(RECORDS FOR THIS TASK Opens)
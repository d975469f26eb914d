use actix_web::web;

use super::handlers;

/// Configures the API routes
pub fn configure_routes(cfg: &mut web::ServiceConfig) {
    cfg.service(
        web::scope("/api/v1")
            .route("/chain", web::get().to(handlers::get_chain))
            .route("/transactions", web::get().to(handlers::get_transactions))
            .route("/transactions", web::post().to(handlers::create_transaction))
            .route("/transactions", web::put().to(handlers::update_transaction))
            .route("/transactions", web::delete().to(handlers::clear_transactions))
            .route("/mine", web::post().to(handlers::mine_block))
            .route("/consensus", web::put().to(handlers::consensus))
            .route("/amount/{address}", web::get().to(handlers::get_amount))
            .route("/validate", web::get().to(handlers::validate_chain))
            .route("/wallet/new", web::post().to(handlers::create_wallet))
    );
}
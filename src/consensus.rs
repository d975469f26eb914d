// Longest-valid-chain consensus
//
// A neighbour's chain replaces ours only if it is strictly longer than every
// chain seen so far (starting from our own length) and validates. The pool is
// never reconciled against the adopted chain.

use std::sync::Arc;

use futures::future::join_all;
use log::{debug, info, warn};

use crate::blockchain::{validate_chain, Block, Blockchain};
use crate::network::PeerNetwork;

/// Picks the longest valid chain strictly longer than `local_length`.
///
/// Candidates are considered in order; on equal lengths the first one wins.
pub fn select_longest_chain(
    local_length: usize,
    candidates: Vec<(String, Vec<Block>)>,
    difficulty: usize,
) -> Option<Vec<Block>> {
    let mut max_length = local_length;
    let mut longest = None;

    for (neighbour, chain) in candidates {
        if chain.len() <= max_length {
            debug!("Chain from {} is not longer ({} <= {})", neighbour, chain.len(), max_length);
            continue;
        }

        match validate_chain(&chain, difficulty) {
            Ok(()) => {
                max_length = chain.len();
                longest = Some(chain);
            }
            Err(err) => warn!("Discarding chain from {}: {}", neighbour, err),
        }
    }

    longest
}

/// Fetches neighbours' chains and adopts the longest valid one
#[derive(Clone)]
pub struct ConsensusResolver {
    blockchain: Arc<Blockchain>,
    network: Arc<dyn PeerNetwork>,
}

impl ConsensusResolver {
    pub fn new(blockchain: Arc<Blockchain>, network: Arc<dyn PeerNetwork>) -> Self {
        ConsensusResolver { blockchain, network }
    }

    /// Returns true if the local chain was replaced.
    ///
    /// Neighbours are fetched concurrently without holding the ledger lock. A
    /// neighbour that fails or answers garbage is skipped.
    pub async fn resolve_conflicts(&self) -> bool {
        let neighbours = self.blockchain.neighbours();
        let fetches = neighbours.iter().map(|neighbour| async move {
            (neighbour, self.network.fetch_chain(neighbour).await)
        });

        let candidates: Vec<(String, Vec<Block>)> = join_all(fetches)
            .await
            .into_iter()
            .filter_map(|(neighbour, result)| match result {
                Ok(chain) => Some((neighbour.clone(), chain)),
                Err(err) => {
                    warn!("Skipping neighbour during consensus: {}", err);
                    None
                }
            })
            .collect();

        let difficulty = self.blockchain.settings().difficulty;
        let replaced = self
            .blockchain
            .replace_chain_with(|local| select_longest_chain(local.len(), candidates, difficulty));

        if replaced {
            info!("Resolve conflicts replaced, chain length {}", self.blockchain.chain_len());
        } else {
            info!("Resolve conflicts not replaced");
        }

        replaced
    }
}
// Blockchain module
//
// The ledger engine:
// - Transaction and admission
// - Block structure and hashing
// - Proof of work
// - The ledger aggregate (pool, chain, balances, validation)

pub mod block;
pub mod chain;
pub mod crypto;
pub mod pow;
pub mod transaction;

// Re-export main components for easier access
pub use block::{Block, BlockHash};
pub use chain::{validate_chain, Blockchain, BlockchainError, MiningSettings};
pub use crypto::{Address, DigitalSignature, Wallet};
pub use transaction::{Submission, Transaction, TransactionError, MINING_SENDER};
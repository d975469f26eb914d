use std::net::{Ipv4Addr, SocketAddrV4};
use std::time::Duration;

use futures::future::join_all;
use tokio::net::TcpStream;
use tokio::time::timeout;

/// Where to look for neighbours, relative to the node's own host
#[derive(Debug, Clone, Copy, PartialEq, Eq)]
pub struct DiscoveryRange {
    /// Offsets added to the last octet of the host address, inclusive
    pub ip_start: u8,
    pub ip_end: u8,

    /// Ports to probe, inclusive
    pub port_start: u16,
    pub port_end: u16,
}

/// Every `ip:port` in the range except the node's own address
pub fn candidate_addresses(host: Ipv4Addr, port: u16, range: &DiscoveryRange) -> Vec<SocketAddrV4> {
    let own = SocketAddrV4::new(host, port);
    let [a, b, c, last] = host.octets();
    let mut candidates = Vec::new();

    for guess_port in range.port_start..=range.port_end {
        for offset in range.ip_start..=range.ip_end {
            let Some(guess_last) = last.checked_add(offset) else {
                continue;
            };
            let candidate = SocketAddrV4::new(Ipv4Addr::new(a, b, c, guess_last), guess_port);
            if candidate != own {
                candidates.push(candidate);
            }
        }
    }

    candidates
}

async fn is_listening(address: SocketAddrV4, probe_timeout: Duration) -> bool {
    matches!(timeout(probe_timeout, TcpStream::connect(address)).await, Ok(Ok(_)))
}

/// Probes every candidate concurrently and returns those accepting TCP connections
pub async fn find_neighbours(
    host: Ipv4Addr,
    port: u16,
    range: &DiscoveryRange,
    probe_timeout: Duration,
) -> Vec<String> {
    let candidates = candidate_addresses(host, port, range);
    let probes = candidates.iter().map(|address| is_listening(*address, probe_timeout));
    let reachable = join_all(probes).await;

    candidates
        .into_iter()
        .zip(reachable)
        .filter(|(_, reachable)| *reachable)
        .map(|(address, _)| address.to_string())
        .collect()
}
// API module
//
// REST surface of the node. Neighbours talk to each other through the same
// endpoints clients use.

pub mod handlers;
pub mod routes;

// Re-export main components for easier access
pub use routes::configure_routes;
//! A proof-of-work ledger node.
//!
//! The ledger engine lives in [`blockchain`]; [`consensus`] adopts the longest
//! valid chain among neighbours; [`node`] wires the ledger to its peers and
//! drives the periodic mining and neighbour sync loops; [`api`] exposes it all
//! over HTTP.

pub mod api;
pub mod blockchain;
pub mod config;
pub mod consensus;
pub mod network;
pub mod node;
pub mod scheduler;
(RECORDS FOR THIS TASK Closes)
Write out each line above with the word "from".

**RESULT FOR THIS TASK:**
// chain seen so far (starting from our own length) and validates. The pool is
            debug!("Chain from {} is not longer ({} <= {})", neighbour, chain.len(), max_length);
            Err(err) => warn!("Discarding chain from {}: {}", neighbour, err),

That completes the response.